M. Camara l’a déclaré dans un tweet publié le 5 décembre 2020 sur son compte personnel : « La situation de la #Covid au #Mali est beaucoup plus grave que les chiffres officiels ne la présentent ». « Il est urgent d’accentuer la sensibilisation à grande échelle afin de créer une prise de conscience collective, rempart contre la propagation de la maladie. Soyons prudents ! », a conclu cet homme qui est également directeur de publication du média en ligne et hebdomadaire papier Journal du Mali.
Lire aussi : Covid-19 – Réussir à retenir son souffle pendant longtemps ne prouve rien (Fact-checking)
Sur quoi se fonde-t-il ?
Ouestaf News a demandé à Mahamadou Camara sur quoi reposait sa déclaration.
L’ex-ministre, s’exprimant avec courtoisie, a évoqué des déductions faites sur des expériences vécues par son entourage et tirées de ses propres observations à Bamako, la capitale.
« On est là, on constate que beaucoup de gens sont malades et que leurs symptômes ressemblent à ceux [du] Covid-19. Deuxième constat : la plupart des gens ne sont pas testés. Les gens se font tester à l’occasion d’un voyage, parce qu’ils ont besoin d’une attestation pour prendre l’avion ou bien parce qu’ils deviennent très malades. Il n’y a pas de test automatique » de dépistage, « donc, on en déduit qu’il y a forcément une minoration des chiffres », a-t-il expliqué.
« Le troisième constat, c’est qu’il y a beaucoup de morts. Tous les jours, on entend un tel est décédé, un tel est décédé” dans son entourage – qu’il s’agisse de la famille ou au sein de connaissances, après avoir montré des signes ressemblant aux symptômes du Covid-19 », a-t-il ajouté. Quand on considère ces décès et qu’on les compare avec le bilan quotidien officiel, on constate « qu’il y a un décalage. Est-ce qu’il y un décalage dans le sens où les morts du jour sont pris en compte dans la situation du lendemain ? Je ne sais pas. Mais je constate que tous les décès liés [au] Covid-19 ne sont pas inclus dans les chiffres officiels », a-t-il poursuivi.
Plus de 200 morts de Covid-19 en moins de neuf mois
Le Mali a enregistré son premier cas confirmé de Covid-19 le 25 mars 2020. Au 23 décembre 2020, le pays cumulait 6.347 cas. Ce total comprend 229 décès et plus de 3.900 guérisons
Les autorités maliennes et l’Organisation mondiale de la Santé (OMS) publient conjointement des rapports sur la situation, appelés « SitRep » dans le jargon officiel (pour l’expression en anglais « Situation Report »).

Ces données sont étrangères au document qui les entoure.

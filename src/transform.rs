use serde::{Deserialize, Serialize};
use tracing::debug;

use crate::address::split_address;
use crate::category::Category;
use crate::errors::RecordError;
use crate::extract::{extract, Coordinates, FieldSet};
use crate::geocode::Geocoder;
use crate::model::{NormalizedRestaurant, RawRecord};

/// What to do with a record whose coordinates are missing or unusable.
#[derive(Debug, Clone, Copy, PartialEq, Eq, Default, Serialize, Deserialize)]
#[serde(rename_all = "snake_case")]
pub enum LocationPolicy {
    /// Leave the record unwritten and dirty.
    #[default]
    Skip,
    /// Store the record at (0, 0).
    DefaultToZero,
    /// Store the record without a location.
    Omit,
}

impl LocationPolicy {
    pub fn parse(value: &str) -> Option<Self> {
        match value.trim().to_ascii_lowercase().replace('-', "_").as_str() {
            "skip" => Some(LocationPolicy::Skip),
            "zero" | "default_to_zero" => Some(LocationPolicy::DefaultToZero),
            "omit" | "none" => Some(LocationPolicy::Omit),
            _ => None,
        }
    }

    pub fn as_str(&self) -> &'static str {
        match self {
            LocationPolicy::Skip => "skip",
            LocationPolicy::DefaultToZero => "zero",
            LocationPolicy::Omit => "omit",
        }
    }
}

#[derive(Debug, Clone, Copy, Default)]
pub struct TransformOptions {
    pub location_policy: LocationPolicy,
    /// Fail records whose payload lacks any mapped key.
    pub strict_fields: bool,
}

pub fn normalize_record(
    record: &RawRecord,
    options: &TransformOptions,
    geocoder: &dyn Geocoder,
) -> Result<NormalizedRestaurant, RecordError> {
    let fields = extract(&record.payload)?;
    if options.strict_fields {
        fields.require_all()?;
    } else {
        let absent = fields.absent_keys();
        if !absent.is_empty() {
            debug!(record_id = %record.id, ?absent, "payload is missing mapped keys");
        }
    }

    let location = resolve_location(&fields, options.location_policy, geocoder)?;
    let jibun = split_address(fields.jibun_address.as_str());
    let doro = split_address(fields.doro_address.as_str());

    Ok(NormalizedRestaurant {
        id: record.id.clone(),
        name: fields.name.as_str().to_string(),
        category: Category::normalize(fields.category.as_str()),
        phone: fields.phone(),
        province: jibun.province,
        district: jibun.district,
        jibun_detail: jibun.detail,
        doro_detail: doro.detail,
        location,
    })
}

fn resolve_location(
    fields: &FieldSet,
    policy: LocationPolicy,
    geocoder: &dyn Geocoder,
) -> Result<Option<geo::Point<f64>>, RecordError> {
    let problem = match fields.coordinates() {
        Coordinates::Valid {
            longitude,
            latitude,
        } => return geocoder.to_point(longitude, latitude).map(Some),
        Coordinates::Missing => "coordinates are missing",
        Coordinates::Invalid => "coordinates are not numeric",
    };

    match policy {
        LocationPolicy::Skip => Err(RecordError::InvalidLocation(problem.to_string())),
        LocationPolicy::DefaultToZero => geocoder.to_point(0.0, 0.0).map(Some),
        LocationPolicy::Omit => Ok(None),
    }
}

Le dernier “SitRep” publié, couvrant la période du 14 au 20 décembre 2020, fait état de « la première diminution après une hausse de six semaines successives » du nombre de cas confirmés au Mali, où « neuf régions et 41 districts sanitaires sont touchés ». Plus de la moitié des cas rapportés concernent Bamako.
Face à la hausse des nouvelles infections, le gouvernement malien a annoncé de nouvelles mesures le 18 décembre 2020, lors d’un Conseil extraordinaire des ministres. Il a instauré l’état d’urgence pour dix jours à compter de cette date ; les festivals et spectacles culturels ont été suspendus pour deux semaines, les écoles primaires et secondaires fermées. Les autorités maliennes ont aussi interdit les rassemblements de plus de cinquante personnes, « y compris les cérémonies de mariages, baptêmes et les funérailles », assurant que « des comités de veille et de suivi des gestes barrière » seront créés pour y veiller.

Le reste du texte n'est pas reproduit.